Die im Nordosten der Niederlande gelegene Provinz Groningen umfasst westfriesische Inseln und deren Hinterland. Sie ist sehr windig und eignet sich hervorragend zur Stromerzeugung aus Windkraft. In den letzten Jahrzehnten hat sich das Gebiet zum Zentrum der niederländischen Gasförderung entwickelt. Deren geplante Einstellung entzieht vielen Betrieben die Geschäftsgrundlage und gefährdet viele Arbeitsplätze. Dies soll der Aufbau einer Wasserstoffindustrie kompensieren.
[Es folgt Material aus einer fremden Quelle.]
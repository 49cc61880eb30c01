// 🔎 Command Parser - input text → Command
//
// Grammar: COMMAND_WORD [PREAMBLE] [PREFIX/VALUE]...
// A prefix only counts when it starts the input or follows whitespace, so
// "e/john@a.com" inside an address does not split the address.

use crate::commands::{
    Command, CommandInfo, EditPersonDescriptor, Index, ADD, ANALYTICS, CLEAR, DELETE, DELETE_LOAN,
    EDIT, EXIT, FIND, HELP, LINK_LOAN, LIST, MARK_LOAN, TOGGLE_INFO, VIEW_LOAN, VIEW_LOANS,
};
use crate::entities::{parse_date, Address, Email, Loan, Money, Name, Person, Phone, Tag};
use std::collections::BTreeSet;
use thiserror::Error;

// ============================================================================
// ERRORS
// ============================================================================

#[derive(Debug, Clone, PartialEq, Eq, Error)]
pub enum ParseError {
    #[error("Unknown command")]
    UnknownCommand,
    /// Known command, malformed arguments: carries that command's usage
    #[error("Invalid command format! \n{0}")]
    InvalidFormat(&'static str),
    /// A field value failed its constraint
    #[error("{0}")]
    InvalidField(String),
    #[error("Multiple values specified for the following single-valued field(s): {0}")]
    DuplicatePrefix(String),
    #[error("At least one field to edit must be provided.")]
    NoFieldEdited,
}

// ============================================================================
// PREFIXES
// ============================================================================

pub const PREFIX_NAME: &str = "n/";
pub const PREFIX_PHONE: &str = "p/";
pub const PREFIX_EMAIL: &str = "e/";
pub const PREFIX_ADDRESS: &str = "a/";
pub const PREFIX_TAG: &str = "t/";
pub const PREFIX_AMOUNT: &str = "l/";
pub const PREFIX_START_DATE: &str = "s/";
pub const PREFIX_RETURN_DATE: &str = "r/";

/// Arguments split by prefix, in order of appearance
#[derive(Debug, Default)]
pub struct ArgumentMultimap {
    preamble: String,
    values: Vec<(&'static str, String)>,
}

impl ArgumentMultimap {
    pub fn tokenize(args: &str, prefixes: &[&'static str]) -> Self {
        let mut positions: Vec<(usize, &'static str)> = Vec::new();
        let mut previous: Option<char> = None;

        for (i, c) in args.char_indices() {
            if previous.map_or(true, char::is_whitespace) {
                if let Some(prefix) = prefixes.iter().find(|p| args[i..].starts_with(**p)) {
                    positions.push((i, *prefix));
                }
            }
            previous = Some(c);
        }

        let preamble_end = positions.first().map_or(args.len(), |(pos, _)| *pos);
        let mut map = ArgumentMultimap {
            preamble: args[..preamble_end].trim().to_string(),
            values: Vec::new(),
        };

        for (n, (pos, prefix)) in positions.iter().enumerate() {
            let value_start = pos + prefix.len();
            let value_end = positions.get(n + 1).map_or(args.len(), |(next, _)| *next);
            map.values
                .push((*prefix, args[value_start..value_end].trim().to_string()));
        }

        map
    }

    pub fn preamble(&self) -> &str {
        &self.preamble
    }

    /// Last value given for `prefix`
    pub fn value(&self, prefix: &str) -> Option<&str> {
        self.values
            .iter()
            .rev()
            .find(|(p, _)| *p == prefix)
            .map(|(_, v)| v.as_str())
    }

    pub fn all_values(&self, prefix: &str) -> Vec<&str> {
        self.values
            .iter()
            .filter(|(p, _)| *p == prefix)
            .map(|(_, v)| v.as_str())
            .collect()
    }

    pub fn has_all(&self, prefixes: &[&str]) -> bool {
        prefixes.iter().all(|p| self.value(p).is_some())
    }

    /// Fails when any of `prefixes` was given more than once
    pub fn verify_no_duplicates(&self, prefixes: &[&str]) -> Result<(), ParseError> {
        let duplicated: Vec<&str> = prefixes
            .iter()
            .copied()
            .filter(|p| self.all_values(p).len() > 1)
            .collect();

        if duplicated.is_empty() {
            Ok(())
        } else {
            Err(ParseError::DuplicatePrefix(duplicated.join(" ")))
        }
    }
}

// ============================================================================
// ENTRY POINT
// ============================================================================

pub fn parse_command(input: &str) -> Result<Command, ParseError> {
    let trimmed = input.trim();
    if trimmed.is_empty() {
        return Err(ParseError::InvalidFormat(HELP.usage));
    }

    let (word, args) = match trimmed.find(char::is_whitespace) {
        Some(split) => trimmed.split_at(split),
        None => (trimmed, ""),
    };

    match word.to_lowercase().as_str() {
        w if w == ADD.word => parse_add(args),
        w if w == EDIT.word => parse_edit(args),
        w if w == DELETE.word => Ok(Command::Delete(parse_single_index(args, DELETE)?)),
        w if w == CLEAR.word => Ok(Command::Clear),
        w if w == FIND.word => parse_find(args),
        w if w == LIST.word => Ok(Command::List),
        w if w == LINK_LOAN.word => parse_link_loan(args),
        w if w == VIEW_LOAN.word => Ok(Command::ViewLoan(parse_single_index(args, VIEW_LOAN)?)),
        w if w == VIEW_LOANS.word => Ok(Command::ViewLoans),
        w if w == DELETE_LOAN.word => {
            let (person, loan) = parse_index_pair(args, DELETE_LOAN)?;
            Ok(Command::DeleteLoan { person, loan })
        }
        w if w == MARK_LOAN.word => {
            let (person, loan) = parse_index_pair(args, MARK_LOAN)?;
            Ok(Command::MarkLoan { person, loan })
        }
        w if w == ANALYTICS.word => Ok(Command::Analytics(parse_single_index(args, ANALYTICS)?)),
        w if w == TOGGLE_INFO.word => Ok(Command::ToggleInfo),
        w if w == HELP.word => Ok(Command::Help),
        w if w == EXIT.word => Ok(Command::Exit),
        _ => Err(ParseError::UnknownCommand),
    }
}

// ============================================================================
// PER-COMMAND PARSERS
// ============================================================================

fn parse_add(args: &str) -> Result<Command, ParseError> {
    let map = ArgumentMultimap::tokenize(
        args,
        &[PREFIX_NAME, PREFIX_PHONE, PREFIX_EMAIL, PREFIX_ADDRESS, PREFIX_TAG],
    );

    if !map.preamble().is_empty()
        || !map.has_all(&[PREFIX_NAME, PREFIX_PHONE, PREFIX_EMAIL, PREFIX_ADDRESS])
    {
        return Err(ParseError::InvalidFormat(ADD.usage));
    }
    map.verify_no_duplicates(&[PREFIX_NAME, PREFIX_PHONE, PREFIX_EMAIL, PREFIX_ADDRESS])?;

    let person = Person::new(
        field(Name::new(map.value(PREFIX_NAME).unwrap_or_default()))?,
        field(Phone::new(map.value(PREFIX_PHONE).unwrap_or_default()))?,
        field(Email::new(map.value(PREFIX_EMAIL).unwrap_or_default()))?,
        field(Address::new(map.value(PREFIX_ADDRESS).unwrap_or_default()))?,
        parse_tags(&map.all_values(PREFIX_TAG))?,
    );

    Ok(Command::Add(person))
}

fn parse_edit(args: &str) -> Result<Command, ParseError> {
    let map = ArgumentMultimap::tokenize(
        args,
        &[PREFIX_NAME, PREFIX_PHONE, PREFIX_EMAIL, PREFIX_ADDRESS, PREFIX_TAG],
    );

    let index = parse_index(map.preamble()).ok_or(ParseError::InvalidFormat(EDIT.usage))?;
    map.verify_no_duplicates(&[PREFIX_NAME, PREFIX_PHONE, PREFIX_EMAIL, PREFIX_ADDRESS])?;

    let descriptor = EditPersonDescriptor {
        name: map.value(PREFIX_NAME).map(Name::new).transpose().map_err(invalid)?,
        phone: map.value(PREFIX_PHONE).map(Phone::new).transpose().map_err(invalid)?,
        email: map.value(PREFIX_EMAIL).map(Email::new).transpose().map_err(invalid)?,
        address: map.value(PREFIX_ADDRESS).map(Address::new).transpose().map_err(invalid)?,
        tags: parse_tags_for_edit(&map.all_values(PREFIX_TAG))?,
    };

    if !descriptor.is_any_field_edited() {
        return Err(ParseError::NoFieldEdited);
    }

    Ok(Command::Edit { index, descriptor })
}

fn parse_find(args: &str) -> Result<Command, ParseError> {
    let keywords: Vec<String> = args.split_whitespace().map(str::to_string).collect();
    if keywords.is_empty() {
        return Err(ParseError::InvalidFormat(FIND.usage));
    }
    Ok(Command::Find(keywords))
}

fn parse_link_loan(args: &str) -> Result<Command, ParseError> {
    let prefixes = [PREFIX_AMOUNT, PREFIX_START_DATE, PREFIX_RETURN_DATE];
    let map = ArgumentMultimap::tokenize(args, &prefixes);

    let index = parse_index(map.preamble()).ok_or(ParseError::InvalidFormat(LINK_LOAN.usage))?;
    if !map.has_all(&prefixes) {
        return Err(ParseError::InvalidFormat(LINK_LOAN.usage));
    }
    map.verify_no_duplicates(&prefixes)?;

    let amount = field(Money::parse(map.value(PREFIX_AMOUNT).unwrap_or_default()))?;
    let start_date =
        parse_date(map.value(PREFIX_START_DATE).unwrap_or_default()).map_err(ParseError::InvalidField)?;
    let return_date =
        parse_date(map.value(PREFIX_RETURN_DATE).unwrap_or_default()).map_err(ParseError::InvalidField)?;

    if return_date < start_date {
        return Err(invalid(Loan::MESSAGE_DATE_ORDER));
    }

    Ok(Command::LinkLoan {
        index,
        amount,
        start_date,
        return_date,
    })
}

fn parse_single_index(args: &str, info: CommandInfo) -> Result<Index, ParseError> {
    parse_index(args).ok_or(ParseError::InvalidFormat(info.usage))
}

/// Two whitespace-separated indices, nothing else
fn parse_index_pair(args: &str, info: CommandInfo) -> Result<(Index, Index), ParseError> {
    let parts: Vec<&str> = args.split_whitespace().collect();
    match parts.as_slice() {
        [first, second] => match (parse_index(first), parse_index(second)) {
            (Some(first), Some(second)) => Ok((first, second)),
            _ => Err(ParseError::InvalidFormat(info.usage)),
        },
        _ => Err(ParseError::InvalidFormat(info.usage)),
    }
}

// ============================================================================
// FIELD HELPERS
// ============================================================================

/// Non-zero unsigned integer, 1-based
pub fn parse_index(raw: &str) -> Option<Index> {
    let trimmed = raw.trim();
    if trimmed.is_empty() || !trimmed.chars().all(|c| c.is_ascii_digit()) {
        return None;
    }
    trimmed
        .parse::<usize>()
        .ok()
        .and_then(Index::from_one_based)
}

fn invalid(message: &'static str) -> ParseError {
    ParseError::InvalidField(message.to_string())
}

fn field<T>(result: Result<T, &'static str>) -> Result<T, ParseError> {
    result.map_err(invalid)
}

fn parse_tags(values: &[&str]) -> Result<BTreeSet<Tag>, ParseError> {
    values.iter().map(|v| field(Tag::new(v))).collect()
}

/// A lone empty `t/` clears all tags
fn parse_tags_for_edit(values: &[&str]) -> Result<Option<BTreeSet<Tag>>, ParseError> {
    match values {
        [] => Ok(None),
        [only] if only.is_empty() => Ok(Some(BTreeSet::new())),
        _ => parse_tags(values).map(Some),
    }
}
Die Niederlande erhalten hierfür auch EU-Fördergelder aus dem Just Transition Fund in Höhe von 623 Millionen Euro.
Die intensive Gasförderung hat in der Provinz Groningen auch schädliche Nebenwirkungen, insbesondere Erdbeben: In den letzten knapp vier Jahrzehnten hat es dort fast 1.200 seismologische Verwerfungen von meist geringer Stärke gegeben.
Fossiler Fußabdruck ist noch sehr groß
Die Niederlande müssen starke Anstrengungen zur Klimaneutralität unternehmen. Etwa 26 Prozent der Landfläche befinden sich unter dem Meeresspiegel. Gleichzeitig hatten die Niederlande laut europäischem Statistikamt Eurostat 2021 EU-weit den sechsthöchsten Endenergieverbrauch pro Kopf. Beim Ausstoß von Treibhausgasen lag ein niederländischer Einwohner 2020 im EU-Vergleich sogar an vierter Stelle. Noch 2021 hatten Erdgas- und -öl zusammen 78 Prozent des Energieaufkommens ausgemacht.